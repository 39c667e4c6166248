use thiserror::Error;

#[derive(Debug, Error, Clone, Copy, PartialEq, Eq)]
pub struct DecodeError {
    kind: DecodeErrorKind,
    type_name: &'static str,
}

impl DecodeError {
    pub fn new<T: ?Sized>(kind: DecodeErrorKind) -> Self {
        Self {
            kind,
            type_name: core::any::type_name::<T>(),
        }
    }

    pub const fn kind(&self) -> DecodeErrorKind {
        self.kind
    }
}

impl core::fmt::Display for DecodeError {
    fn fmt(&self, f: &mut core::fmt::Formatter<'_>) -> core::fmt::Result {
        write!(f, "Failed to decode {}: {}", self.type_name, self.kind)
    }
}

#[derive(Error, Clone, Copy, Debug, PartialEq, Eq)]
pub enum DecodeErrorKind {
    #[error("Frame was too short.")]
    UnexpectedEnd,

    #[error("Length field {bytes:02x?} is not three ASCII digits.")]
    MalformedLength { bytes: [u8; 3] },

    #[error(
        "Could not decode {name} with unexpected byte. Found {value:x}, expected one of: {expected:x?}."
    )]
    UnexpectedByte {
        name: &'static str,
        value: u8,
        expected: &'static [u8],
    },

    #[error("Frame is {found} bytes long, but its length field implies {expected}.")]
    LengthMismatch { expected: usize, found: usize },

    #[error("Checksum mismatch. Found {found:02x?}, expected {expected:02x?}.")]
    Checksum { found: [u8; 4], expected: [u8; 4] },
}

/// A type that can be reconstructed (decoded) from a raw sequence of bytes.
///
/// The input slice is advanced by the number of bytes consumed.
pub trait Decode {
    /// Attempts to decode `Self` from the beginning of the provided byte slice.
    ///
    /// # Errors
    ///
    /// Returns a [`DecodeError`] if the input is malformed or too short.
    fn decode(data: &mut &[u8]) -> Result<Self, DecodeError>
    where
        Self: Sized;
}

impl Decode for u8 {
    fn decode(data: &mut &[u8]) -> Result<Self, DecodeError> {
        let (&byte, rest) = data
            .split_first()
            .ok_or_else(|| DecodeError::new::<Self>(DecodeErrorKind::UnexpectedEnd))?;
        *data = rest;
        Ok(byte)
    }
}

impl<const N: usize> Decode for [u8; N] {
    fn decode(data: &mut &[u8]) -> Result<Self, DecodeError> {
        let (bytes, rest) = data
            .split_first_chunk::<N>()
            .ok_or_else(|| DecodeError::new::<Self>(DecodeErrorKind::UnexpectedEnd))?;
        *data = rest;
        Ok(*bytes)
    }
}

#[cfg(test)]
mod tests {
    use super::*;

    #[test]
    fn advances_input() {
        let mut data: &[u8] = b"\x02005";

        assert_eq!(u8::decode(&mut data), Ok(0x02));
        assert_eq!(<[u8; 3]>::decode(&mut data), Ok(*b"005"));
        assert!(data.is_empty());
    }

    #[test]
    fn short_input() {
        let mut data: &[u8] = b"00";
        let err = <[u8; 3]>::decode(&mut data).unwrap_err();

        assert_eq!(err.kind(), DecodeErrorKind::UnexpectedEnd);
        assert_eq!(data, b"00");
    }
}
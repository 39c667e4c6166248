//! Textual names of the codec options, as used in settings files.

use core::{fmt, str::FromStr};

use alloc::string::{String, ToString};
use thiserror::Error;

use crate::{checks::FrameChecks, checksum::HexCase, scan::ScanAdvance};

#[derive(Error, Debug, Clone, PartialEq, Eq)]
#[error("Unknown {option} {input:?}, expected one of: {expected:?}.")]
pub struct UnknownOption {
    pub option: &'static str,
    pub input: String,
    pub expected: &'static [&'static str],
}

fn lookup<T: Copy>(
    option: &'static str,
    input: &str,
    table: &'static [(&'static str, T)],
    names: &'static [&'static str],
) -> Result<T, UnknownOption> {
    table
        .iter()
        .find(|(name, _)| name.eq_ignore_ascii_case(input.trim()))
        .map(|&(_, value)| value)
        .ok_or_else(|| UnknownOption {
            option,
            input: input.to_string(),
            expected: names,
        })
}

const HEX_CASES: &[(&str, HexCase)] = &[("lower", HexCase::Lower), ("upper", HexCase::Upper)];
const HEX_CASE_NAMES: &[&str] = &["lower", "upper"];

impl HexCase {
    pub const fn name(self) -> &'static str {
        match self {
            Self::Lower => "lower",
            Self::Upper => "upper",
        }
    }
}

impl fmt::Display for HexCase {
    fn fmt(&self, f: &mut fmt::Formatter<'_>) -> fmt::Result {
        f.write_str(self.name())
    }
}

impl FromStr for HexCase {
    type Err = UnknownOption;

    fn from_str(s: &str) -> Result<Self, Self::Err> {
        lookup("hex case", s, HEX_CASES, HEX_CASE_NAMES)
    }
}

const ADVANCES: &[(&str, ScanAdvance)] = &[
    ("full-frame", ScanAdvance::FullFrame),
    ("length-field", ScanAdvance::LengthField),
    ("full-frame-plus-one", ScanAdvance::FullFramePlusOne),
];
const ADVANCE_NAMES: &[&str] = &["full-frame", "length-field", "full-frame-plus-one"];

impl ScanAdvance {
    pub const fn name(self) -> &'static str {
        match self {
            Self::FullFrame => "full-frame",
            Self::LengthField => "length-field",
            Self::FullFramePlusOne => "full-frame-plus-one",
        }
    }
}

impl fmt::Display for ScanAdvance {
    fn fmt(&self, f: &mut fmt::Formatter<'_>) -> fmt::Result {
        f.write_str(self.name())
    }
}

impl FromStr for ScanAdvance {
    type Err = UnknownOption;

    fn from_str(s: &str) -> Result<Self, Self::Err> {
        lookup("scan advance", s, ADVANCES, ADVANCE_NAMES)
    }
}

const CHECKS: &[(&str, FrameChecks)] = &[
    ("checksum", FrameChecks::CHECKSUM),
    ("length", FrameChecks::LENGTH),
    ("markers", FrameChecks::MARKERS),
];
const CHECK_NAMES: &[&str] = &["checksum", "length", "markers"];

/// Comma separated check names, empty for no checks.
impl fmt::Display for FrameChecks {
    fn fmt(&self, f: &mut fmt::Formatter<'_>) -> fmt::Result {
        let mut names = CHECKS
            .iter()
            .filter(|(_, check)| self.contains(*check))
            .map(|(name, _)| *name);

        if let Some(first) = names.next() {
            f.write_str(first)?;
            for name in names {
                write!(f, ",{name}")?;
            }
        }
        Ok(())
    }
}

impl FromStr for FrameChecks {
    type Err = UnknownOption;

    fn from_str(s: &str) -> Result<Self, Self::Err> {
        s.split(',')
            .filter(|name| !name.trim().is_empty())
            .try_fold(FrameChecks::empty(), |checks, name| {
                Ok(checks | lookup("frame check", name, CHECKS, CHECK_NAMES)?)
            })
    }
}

- **THE PROBLEM**
Filter the entries above down to the lines that contain "Copy".

- **ANSWER SECTION**
#[derive(Debug, Error, Clone, Copy, PartialEq, Eq)]
#[derive(Error, Clone, Copy, Debug, PartialEq, Eq)]
fn lookup<T: Copy>(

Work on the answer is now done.